Calcium activity in different classes of myenteric neurons underlying the migrating motor complex in the murine colon.

摘要

The spontaneous colonic migrating motor complex (CMMC) is a cyclical contractile and electrical event that is the primary motor pattern underlying fecal pellet propulsion along the murine colon. We have combined Ca(2+) imaging with immunohistochemistry to determine the role of different classes of myenteric neurons during the CMMC. Between CMMCs, myenteric neurons usually displayed ongoing but uncoordinated activity. Stroking the mucosa at the oral or anal end of the colon resulted in a CMMC (latency: 6 to 10 s; duration: 28 s) that consisted of prolonged increases in activity in many myenteric neurons that was correlated to Ca(2+) transients in and displacement of the muscle. These neurons were likely excitatory motor neurons.
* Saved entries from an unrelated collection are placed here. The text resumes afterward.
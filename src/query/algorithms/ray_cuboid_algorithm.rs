use crate::query::algorithms::collision_algorithm::{
    merge_ray_hit, merge_separation, with_ray_first, world_ray,
};
use crate::query::algorithms::CollisionAlgorithm;
use crate::query::ray::ray_cuboid_intersection;
use crate::query::{ContactSet, QueryError, QueryTolerances, QueryType};
use crate::shape::ShapeType;

/// Ray-casting on a cuboid with outcodes and slabs.
///
/// The ray is expressed in the local-space of the cuboid, whose half-extents absorb its
/// scale. The hit normal is the normal of the face the ray enters.
#[derive(Copy, Clone, Debug, Default)]
pub struct RayCuboidAlgorithm;

impl CollisionAlgorithm for RayCuboidAlgorithm {
    fn name(&self) -> &'static str {
        "ray-cuboid"
    }

    fn compute_collision(
        &self,
        set: &mut ContactSet,
        query_type: QueryType,
        tolerances: &QueryTolerances,
    ) -> Result<(), QueryError> {
        with_ray_first(set, self.name(), |set, ray_shape| {
            let shape_b = set.object_b.shape;
            let cuboid = shape_b
                .as_cuboid()
                .ok_or(QueryError::UnexpectedShape {
                    algorithm: self.name(),
                    expected: ShapeType::Cuboid,
                    found: shape_b.shape_type(),
                })?;

            let ray = world_ray(&set.object_a, ray_shape);
            let pose_b = set.object_b.pose;
            let half_extents = cuboid.scaled(&set.object_b.scale).half_extents;

            match ray_cuboid_intersection(&ray.inverse_transform_by(&pose_b), &half_extents) {
                Some(hit) => {
                    merge_ray_hit(set, &ray, &hit.transform_by(&pose_b), query_type, tolerances);
                    Ok(())
                }
                None => merge_separation(set, query_type, tolerances),
            }
        })
    }
}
Activity in individual neurons during the CMMC was similar regardless of whether the CMMC occurred spontaneously or was evoked by anal or oral mucosal stimulation. This suggests that convergent interneuronal pathways exist which generate CMMCs. Interestingly, Ca(2+) transients in a subset of NOS +ve neurons were substantially reduced during the CMMC. These neurons are likely to be inhibitory motor neurons that reduce their activity during a complex (disinhibition) to allow full excitation of the muscle. Local stimulation of the mucosa evoked synchronized Ca(2+) transients in Dogiel Type II (mitotracker/calbindin-positive) neurons after a short delay (1-2 s), indicating they were the sensory neurons underlying the CMMC. These local responses were observed in hexamethonium, but were blocked by ondansetron (5-HT(3) antagonist), suggesting Dogiel Type II neurons were activated by 5-HT release from enterochromaffin cells in the mucosa. In fact, removal of the mucosa yielded no spontaneous CMMCs, although many neurons (NOS +ve and NOS ve) exhibited ongoing activity, including Dogiel Type II neurons. These results suggest that spontaneous or evoked 5-HT release from the mucosa is necessary for the activation of Dogiel Type II neurons that generate CMMCs.